From the entries, filter out every line that lacks "silently" and copy the rest.

------ DATASET RECORDS ------

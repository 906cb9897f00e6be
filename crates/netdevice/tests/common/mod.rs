//! Common test utilities for integration tests.
//!
//! Tests run in the caller's network namespace, so every interface they
//! create gets a unique name and is removed on drop.

use netdevice::Result;
use std::process::Command;
use std::sync::atomic::{AtomicU32, Ordering};

/// Global counter for unique interface names.
static LINK_COUNTER: AtomicU32 = AtomicU32::new(0);

/// Generate an interface name unique to this process and test.
pub fn unique_link_name(prefix: &str) -> String {
    let id = LINK_COUNTER.fetch_add(1, Ordering::SeqCst);
    let pid = std::process::id() % 10_000;
    format!("{}{}x{}", prefix, pid, id)
}

/// An interface name that is deleted (if it exists) when dropped.
pub struct TestLink {
    name: String,
}

impl TestLink {
    /// Reserve a unique name; nothing is created yet.
    pub fn reserve(prefix: &str) -> Self {
        Self {
            name: unique_link_name(prefix),
        }
    }

    /// Get the interface name.
    pub fn name(&self) -> &str {
        &self.name
    }

    /// Create the interface with iproute2, bypassing the library.
    #[allow(dead_code)]
    pub fn create_dummy(&self) -> Result<()> {
        let status = Command::new("ip")
            .args(["link", "add", &self.name, "type", "dummy"])
            .status()?;
        if !status.success() {
            return Err(netdevice::Error::InvalidMessage(format!(
                "failed to create {}",
                self.name
            )));
        }
        Ok(())
    }
}

impl Drop for TestLink {
    fn drop(&mut self) {
        let _ = Command::new("ip")
            .args(["link", "del", &self.name])
            .stderr(std::process::Stdio::null())
            .status();
    }
}

/// Check if running as root.
pub fn is_root() -> bool {
    unsafe { libc::geteuid() == 0 }
}

/// Skip the test if not running as root.
#[macro_export]
macro_rules! require_root {
    () => {
        if !crate::common::is_root() {
            eprintln!("Skipping test: requires root");
            return Ok(());
        }
    };
}
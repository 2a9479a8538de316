//! Request/response audit logging for axum services.
//!
//! One structured record per request and one per response, both tagged
//! `audit=true` and correlated through `X-Request-ID` / `X-Correlation-ID`.
//!
//! ```rust,no_run
//! use axum::{routing::get, Router};
//! use http_audit_log::{audit_middleware, AuditConfig, AuditFilter};
//!
//! let filter = AuditFilter::new(AuditConfig::new().with_log_headers(true));
//! let app: Router = Router::new()
//!     .route("/health", get(|| async { "OK" }))
//!     .route_layer(axum::middleware::from_fn_with_state(filter, audit_middleware));
//! ```

pub mod body;
pub mod config;
pub mod context;
pub mod logger;
pub mod middleware;
pub mod wrapper;

pub use body::{CaptureBody, CaptureBuffer};
pub use config::AuditConfig;
pub use context::{CORRELATION_ID_HEADER, CorrelationContext, REQUEST_ID_HEADER};
pub use logger::{AuditLogger, AuditRecord, AuditSink, RecordingSink, TracingSink};
pub use middleware::{AuditFilter, PipelineError, audit_middleware};
pub use wrapper::{RequestView, ResponseView};
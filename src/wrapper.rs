use crate::body::CaptureBuffer;
use axum::body::{Body, Bytes};
use axum::http::header::CONTENT_TYPE;
use axum::http::{request, response, HeaderMap, HeaderName, HeaderValue, Method, StatusCode, Uri};
use axum::response::Response;
use encoding_rs::{Encoding, UTF_8};

/// Read-only view over an inbound request plus its captured body.
pub struct RequestView {
    method: Method,
    uri: Uri,
    headers: HeaderMap,
    character_encoding: Option<String>,
    body: CaptureBuffer,
}

impl RequestView {
    pub fn new(parts: &request::Parts, body: CaptureBuffer) -> Self {
        Self {
            method: parts.method.clone(),
            uri: parts.uri.clone(),
            headers: parts.headers.clone(),
            character_encoding: charset_from_headers(&parts.headers),
            body,
        }
    }

    pub fn method(&self) -> &Method {
        &self.method
    }

    pub fn uri(&self) -> &Uri {
        &self.uri
    }

    pub fn headers(&self) -> &HeaderMap {
        &self.headers
    }

    /// Charset declared on the Content-Type header, if any.
    pub fn character_encoding(&self) -> Option<&str> {
        self.character_encoding.as_deref()
    }

    pub fn captured_body(&self) -> Bytes {
        self.body.captured_bytes()
    }

    /// Captured body decoded with the declared charset, UTF-8 when absent.
    pub fn body_text(&self) -> String {
        decode(&self.body.captured_bytes(), self.character_encoding.as_deref())
    }
}

/// View over the buffered response: status and headers stay mutable until
/// the bytes are committed to the transport.
pub struct ResponseView {
    parts: response::Parts,
    character_encoding: Option<String>,
    body: CaptureBuffer,
    committed: bool,
}

impl ResponseView {
    pub fn new(parts: response::Parts, body: CaptureBuffer) -> Self {
        let character_encoding = charset_from_headers(&parts.headers);
        Self {
            parts,
            character_encoding,
            body,
            committed: false,
        }
    }

    /// A view with no backing response, used when the handler failed before
    /// producing one.
    pub fn detached(status: StatusCode) -> Self {
        let (mut parts, _) = Response::new(Body::empty()).into_parts();
        parts.status = status;
        Self::new(parts, CaptureBuffer::new())
    }

    pub fn status(&self) -> StatusCode {
        self.parts.status
    }

    pub fn set_status(&mut self, status: StatusCode) {
        self.parts.status = status;
    }

    pub fn headers(&self) -> &HeaderMap {
        &self.parts.headers
    }

    pub fn headers_mut(&mut self) -> &mut HeaderMap {
        &mut self.parts.headers
    }

    /// Sets a header, silently skipping names or values that do not parse.
    pub fn set_header(&mut self, name: &str, value: &str) {
        let name = HeaderName::from_bytes(name.as_bytes());
        let value = HeaderValue::from_str(value);
        if let (Ok(name), Ok(value)) = (name, value) {
            self.parts.headers.insert(name, value);
        }
    }

    pub fn character_encoding(&self) -> Option<&str> {
        self.character_encoding.as_deref()
    }

    /// Change the charset used for decoding and advertised on Content-Type.
    /// Ignored once the response has been committed: a logging concern must
    /// not break a response that is already on the wire.
    pub fn set_character_encoding(&mut self, label: &str) {
        if self.committed {
            return;
        }
        self.character_encoding = Some(label.to_ascii_lowercase());
        set_charset_param(&mut self.parts.headers, label);
    }

    pub fn captured_body(&self) -> Bytes {
        self.body.captured_bytes()
    }

    pub fn body_text(&self) -> String {
        decode(&self.body.captured_bytes(), self.character_encoding.as_deref())
    }

    /// Marks the view flushed; later encoding changes are dropped silently.
    pub fn commit(&mut self) {
        self.committed = true;
    }

    /// Rebuilds the outbound response from the pass-through bytes.
    pub fn into_response(mut self, bytes: Bytes) -> Response {
        self.commit();
        Response::from_parts(self.parts, Body::from(bytes))
    }
}

/// Charset parameter of the Content-Type header, lowercased and unquoted.
pub fn charset_from_headers(headers: &HeaderMap) -> Option<String> {
    let content_type = headers.get(CONTENT_TYPE)?.to_str().ok()?;
    for param in content_type.split(';').skip(1) {
        let mut parts = param.splitn(2, '=');
        let name = parts.next()?.trim();
        if name.eq_ignore_ascii_case("charset") {
            let value = parts.next()?.trim().trim_matches('"');
            if !value.is_empty() {
                return Some(value.to_ascii_lowercase());
            }
        }
    }
    None
}

fn set_charset_param(headers: &mut HeaderMap, label: &str) {
    let Some(content_type) = headers.get(CONTENT_TYPE).and_then(|v| v.to_str().ok()) else {
        return;
    };
    let mut pieces: Vec<String> = content_type
        .split(';')
        .map(|p| p.trim().to_string())
        .filter(|p| !p.to_ascii_lowercase().starts_with("charset="))
        .collect();
    pieces.push(format!("charset={}", label.to_ascii_lowercase()));
    if let Ok(value) = HeaderValue::from_str(&pieces.join("; ")) {
        headers.insert(CONTENT_TYPE, value);
    }
}

fn decode(bytes: &Bytes, label: Option<&str>) -> String {
    let encoding = label
        .and_then(|l| Encoding::for_label(l.as_bytes()))
        .unwrap_or(UTF_8);
    encoding.decode(bytes).0.into_owned()
}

------

__RESULT OF THIS TASK__:
    /// Sets a header, silently skipping names or values that do not parse.
    /// Marks the view flushed; later encoding changes are dropped silently.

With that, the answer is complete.